* **Instructions for the task**:
Will you return, word for word, only the lines from the top of the data below down to and including the one with "pub fn new()"?

* **Dataset**:

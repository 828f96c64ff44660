use std::collections::{BTreeMap, BTreeSet};

use crate::group::{ClusterId, DuplicateGroup};
use crate::record::{Record, RecordId};

/// Per-cluster sets of records marked for removal.
///
/// Invariant: no cluster maps to an empty set. A key is removed as soon
/// as its last record is deselected.
#[derive(Debug, Clone, Default, PartialEq)]
pub struct SelectionLedger {
    entries: BTreeMap<ClusterId, BTreeSet<RecordId>>,
}

impl SelectionLedger {
    pub fn new() -> Self {
        Self::default()
    }

    /// Mark or unmark `record` for removal within `cluster`.
    /// Keyed by record id, so the same logical record reached twice dedupes.
    pub fn toggle(&mut self, cluster: ClusterId, record: &Record, selected: bool) {
        if selected {
            self.entries
                .entry(cluster)
                .or_default()
                .insert(record.id.clone());
            return;
        }

        if let Some(set) = self.entries.get_mut(&cluster) {
            set.remove(&record.id);
            if set.is_empty() {
                self.entries.remove(&cluster);
            }
        }
    }

    /// Mark every member except the first for removal, in every group.
    /// Replaces whatever was selected before for those clusters.
    pub fn select_all_except_first(&mut self, groups: &[DuplicateGroup]) {
        for group in groups {
            let rest: BTreeSet<RecordId> = group
                .members
                .iter()
                .skip(1)
                .filter(|m| Some(&m.id) != group.survivor().map(|s| &s.id))
                .map(|m| m.id.clone())
                .collect();

            if rest.is_empty() {
                self.entries.remove(&group.cluster_id);
            } else {
                self.entries.insert(group.cluster_id, rest);
            }
        }
    }

    pub fn is_selected(&self, cluster: ClusterId, id: &RecordId) -> bool {
        self.entries
            .get(&cluster)
            .is_some_and(|set| set.contains(id))
    }

    /// Every marked id, flattened across clusters.
    pub fn removal_ids(&self) -> BTreeSet<RecordId> {
        self.entries
            .values()
            .flat_map(|set| set.iter().cloned())
            .collect()
    }

    pub fn clusters(&self) -> impl Iterator<Item = ClusterId> + '_ {
        self.entries.keys().copied()
    }

    /// Total marked records across all clusters.
    pub fn len(&self) -> usize {
        self.entries.values().map(BTreeSet::len).sum()
    }

    pub fn is_empty(&self) -> bool {
        self.entries.is_empty()
    }

    pub fn clear(&mut self) {
        self.entries.clear();
    }

    /// True when no cluster key holds an empty set.
    pub fn holds_no_empty_sets(&self) -> bool {
        self.entries.values().all(|set| !set.is_empty())
    }
}
// CSV decoding into header + rows

use serde_json::Value;

use dedupe_core::Fields;

use crate::error::DecodeError;
use crate::DecodedTable;

/// Decode delimited text. The first non-blank line is the header row.
pub fn decode(file_name: &str, bytes: &[u8]) -> Result<DecodedTable, DecodeError> {
    let content = bytes_as_utf8(bytes);
    let delimiter = sniff_delimiter(&content);
    decode_str(file_name, &content, delimiter)
}

/// Delimiters seen in uploads: plain CSV, Excel in comma-decimal locales,
/// and tab-separated clipboard or ERP extracts.
const DELIMITERS: [u8; 3] = [b',', b';', b'\t'];

/// Lines inspected when guessing the delimiter.
const SNIFF_LINES: usize = 10;

/// Guess the delimiter from the header and the first data lines.
///
/// A candidate must split the header into at least two fields. Among
/// those, the one whose field count holds on the most lines wins; wider
/// headers break ties, then the order of `DELIMITERS`.
pub fn sniff_delimiter(content: &str) -> u8 {
    let sample: Vec<&str> = content
        .lines()
        .filter(|l| !l.trim().is_empty())
        .take(SNIFF_LINES)
        .collect();

    let mut best: Option<(usize, usize, u8)> = None;
    for delimiter in DELIMITERS {
        let widths: Vec<usize> = sample.iter().map(|line| field_count(line, delimiter)).collect();
        let Some(&header) = widths.first().filter(|&&w| w > 1) else {
            continue;
        };
        let agreeing = widths.iter().filter(|&&w| w == header).count();
        if best.map_or(true, |(a, h, _)| (agreeing, header) > (a, h)) {
            best = Some((agreeing, header, delimiter));
        }
    }
    best.map_or(b',', |(_, _, delimiter)| delimiter)
}

fn field_count(line: &str, delimiter: u8) -> usize {
    csv::ReaderBuilder::new()
        .delimiter(delimiter)
        .has_headers(false)
        .flexible(true)
        .from_reader(line.as_bytes())
        .records()
        .next()
        .and_then(Result::ok)
        .map_or(1, |record| record.len())
}

/// UTF-8 if valid, otherwise Windows-1252 (common for Excel-exported CSVs).
/// A leading byte-order mark is dropped.
pub fn bytes_as_utf8(bytes: &[u8]) -> String {
    let text = match std::str::from_utf8(bytes) {
        Ok(s) => s.to_string(),
        Err(_) => {
            let (decoded, _, _) = encoding_rs::WINDOWS_1252.decode(bytes);
            decoded.into_owned()
        }
    };
    match text.strip_prefix('\u{feff}') {
        Some(rest) => rest.to_string(),
        None => text,
    }
}

fn decode_str(file_name: &str, content: &str, delimiter: u8) -> Result<DecodedTable, DecodeError> {
    let mut reader = csv::ReaderBuilder::new()
        .delimiter(delimiter)
        .has_headers(false)
        .flexible(true)
        .from_reader(content.as_bytes());

    let mut headers: Option<Vec<String>> = None;
    let mut rows = Vec::new();

    for result in reader.records() {
        let record = result.map_err(|e| DecodeError::Csv(e.to_string()))?;
        if record.iter().all(|field| field.trim().is_empty()) {
            continue;
        }

        let Some(names) = &headers else {
            headers = Some(header_names(record.iter()));
            continue;
        };

        let mut row = Fields::new();
        for (col, name) in names.iter().enumerate() {
            let value = record.get(col).unwrap_or("");
            row.insert(name.clone(), Value::String(value.to_string()));
        }
        rows.push(row);
    }

    let headers = headers.ok_or_else(|| DecodeError::Empty(file_name.to_string()))?;
    log::debug!("decoded {}: {} columns, {} rows", file_name, headers.len(), rows.len());
    Ok(DecodedTable { headers, rows })
}

/// Trimmed header names; blank headers get a positional name, repeats get a suffix.
pub(crate) fn header_names<'a>(raw: impl Iterator<Item = &'a str>) -> Vec<String> {
    let mut names: Vec<String> = Vec::new();
    for (idx, name) in raw.enumerate() {
        let base = match name.trim() {
            "" => format!("Column {}", idx + 1),
            trimmed => trimmed.to_string(),
        };
        let mut candidate = base.clone();
        let mut n = 2;
        while names.contains(&candidate) {
            candidate = format!("{base}_{n}");
            n += 1;
        }
        names.push(candidate);
    }
    names
}
use std::collections::BTreeMap;

use crate::error::ValidationError;

/// Minimum number of distinct fields the matching service needs.
pub const MIN_SELECTED_COLUMNS: usize = 2;

/// Check a field selection before it is sent anywhere.
pub fn validate_field_selection(fields: &[String]) -> Result<(), ValidationError> {
    let mut distinct: Vec<&str> = fields.iter().map(String::as_str).collect();
    distinct.sort_unstable();
    distinct.dedup();
    if distinct.len() < MIN_SELECTED_COLUMNS {
        return Err(ValidationError::TooFewColumns { selected: distinct.len() });
    }
    Ok(())
}

// ---------------------------------------------------------------------------
// Column Selector
// ---------------------------------------------------------------------------

/// Which fields participate in matching. Selection order is preserved.
#[derive(Debug, Clone, Default, PartialEq, Eq)]
pub struct ColumnSelection {
    available: Vec<String>,
    selected: Vec<String>,
}

impl ColumnSelection {
    pub fn new(available: Vec<String>) -> Self {
        Self { available, selected: Vec::new() }
    }

    pub fn available(&self) -> &[String] {
        &self.available
    }

    pub fn selected(&self) -> &[String] {
        &self.selected
    }

    pub fn is_selected(&self, name: &str) -> bool {
        self.selected.iter().any(|s| s == name)
    }

    /// Flip one field. Returns whether it is selected afterwards.
    pub fn toggle(&mut self, name: &str) -> Result<bool, ValidationError> {
        self.check_known(name)?;
        if let Some(pos) = self.selected.iter().position(|s| s == name) {
            self.selected.remove(pos);
            Ok(false)
        } else {
            self.selected.push(name.to_string());
            Ok(true)
        }
    }

    /// Replace the selection. Duplicates collapse; unknown names are rejected
    /// and leave the previous selection in place.
    pub fn set<S: AsRef<str>>(&mut self, names: &[S]) -> Result<(), ValidationError> {
        let mut next: Vec<String> = Vec::with_capacity(names.len());
        for name in names {
            let name = name.as_ref().trim();
            self.check_known(name)?;
            if !next.iter().any(|n| n == name) {
                next.push(name.to_string());
            }
        }
        self.selected = next;
        Ok(())
    }

    pub fn clear(&mut self) {
        self.selected.clear();
    }

    /// The selection, if it is usable for a submission.
    pub fn validated(&self) -> Result<Vec<String>, ValidationError> {
        validate_field_selection(&self.selected)?;
        Ok(self.selected.clone())
    }

    fn check_known(&self, name: &str) -> Result<(), ValidationError> {
        if self.available.iter().any(|a| a == name) {
            Ok(())
        } else {
            Err(ValidationError::UnknownColumn(name.to_string()))
        }
    }
}

// ---------------------------------------------------------------------------
// Two-file column mapping
// ---------------------------------------------------------------------------

/// Position of a file in a two-file upload.
#[derive(Debug, Clone, Copy, PartialEq, Eq)]
pub enum FileSlot {
    First,
    Second,
}

/// Maps the narrower file's columns ("source") onto the wider file's
/// columns ("target"). Each target column can be claimed once.
#[derive(Debug, Clone, PartialEq, Eq)]
pub struct ColumnMapping {
    source_slot: FileSlot,
    source_columns: Vec<String>,
    target_columns: Vec<String>,
    mappings: BTreeMap<String, String>,
}

/// A mapping with every source column assigned.
#[derive(Debug, Clone, PartialEq, Eq)]
pub struct CompletedMapping {
    pub source_slot: FileSlot,
    pub target_columns: Vec<String>,
    /// source column -> target column
    pub mappings: BTreeMap<String, String>,
}

impl ColumnMapping {
    /// Decide source/target by column count (ties keep the first file as
    /// target) and pre-map columns that share a name.
    pub fn auto(first: &[String], second: &[String]) -> Self {
        let (source_slot, source, target) = if first.len() >= second.len() {
            (FileSlot::Second, second, first)
        } else {
            (FileSlot::First, first, second)
        };

        let mappings = source
            .iter()
            .filter(|col| target.contains(col))
            .map(|col| (col.clone(), col.clone()))
            .collect();

        Self {
            source_slot,
            source_columns: source.to_vec(),
            target_columns: target.to_vec(),
            mappings,
        }
    }

    pub fn source_slot(&self) -> FileSlot {
        self.source_slot
    }

    pub fn source_columns(&self) -> &[String] {
        &self.source_columns
    }

    pub fn target_columns(&self) -> &[String] {
        &self.target_columns
    }

    pub fn target_of(&self, source: &str) -> Option<&str> {
        self.mappings.get(source).map(String::as_str)
    }

    pub fn map(&mut self, source: &str, target: &str) -> Result<(), ValidationError> {
        if !self.source_columns.iter().any(|c| c == source) {
            return Err(ValidationError::UnknownColumn(source.to_string()));
        }
        if !self.target_columns.iter().any(|c| c == target) {
            return Err(ValidationError::UnknownColumn(target.to_string()));
        }
        if let Some((owner, _)) = self
            .mappings
            .iter()
            .find(|(owner, t)| t.as_str() == target && owner.as_str() != source)
        {
            return Err(ValidationError::TargetAlreadyMapped {
                target: target.to_string(),
                source: owner.clone(),
            });
        }
        self.mappings.insert(source.to_string(), target.to_string());
        Ok(())
    }

    pub fn unmap(&mut self, source: &str) {
        self.mappings.remove(source);
    }

    pub fn reset(&mut self) {
        self.mappings.clear();
    }

    pub fn unmapped(&self) -> Vec<String> {
        self.source_columns
            .iter()
            .filter(|c| !self.mappings.contains_key(*c))
            .cloned()
            .collect()
    }

    pub fn complete(self) -> Result<CompletedMapping, ValidationError> {
        let missing = self.unmapped();
        if !missing.is_empty() {
            return Err(ValidationError::UnmappedColumns(missing));
        }
        Ok(CompletedMapping {
            source_slot: self.source_slot,
            target_columns: self.target_columns,
            mappings: self.mappings,
        })
    }
}

impl CompletedMapping {
    /// Target columns that some source column feeds; these are the only
    /// fields both files can be matched on.
    pub fn shared_columns(&self) -> Vec<String> {
        self.target_columns
            .iter()
            .filter(|t| self.mappings.values().any(|m| m == *t))
            .cloned()
            .collect()
    }
}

* **Answer space**:
repository 828f96c64ff44660
use std::collections::{BTreeMap, BTreeSet};

use crate::group::{ClusterId, DuplicateGroup};
use crate::record::{Record, RecordId};

/// Per-cluster sets of records marked for removal.
///
/// Invariant: no cluster maps to an empty set. A key is removed as soon
/// as its last record is deselected.
#[derive(Debug, Clone, Default, PartialEq)]
pub struct SelectionLedger {
    entries: BTreeMap<ClusterId, BTreeSet<RecordId>>,
}

impl SelectionLedger {
    pub fn new() -> Self {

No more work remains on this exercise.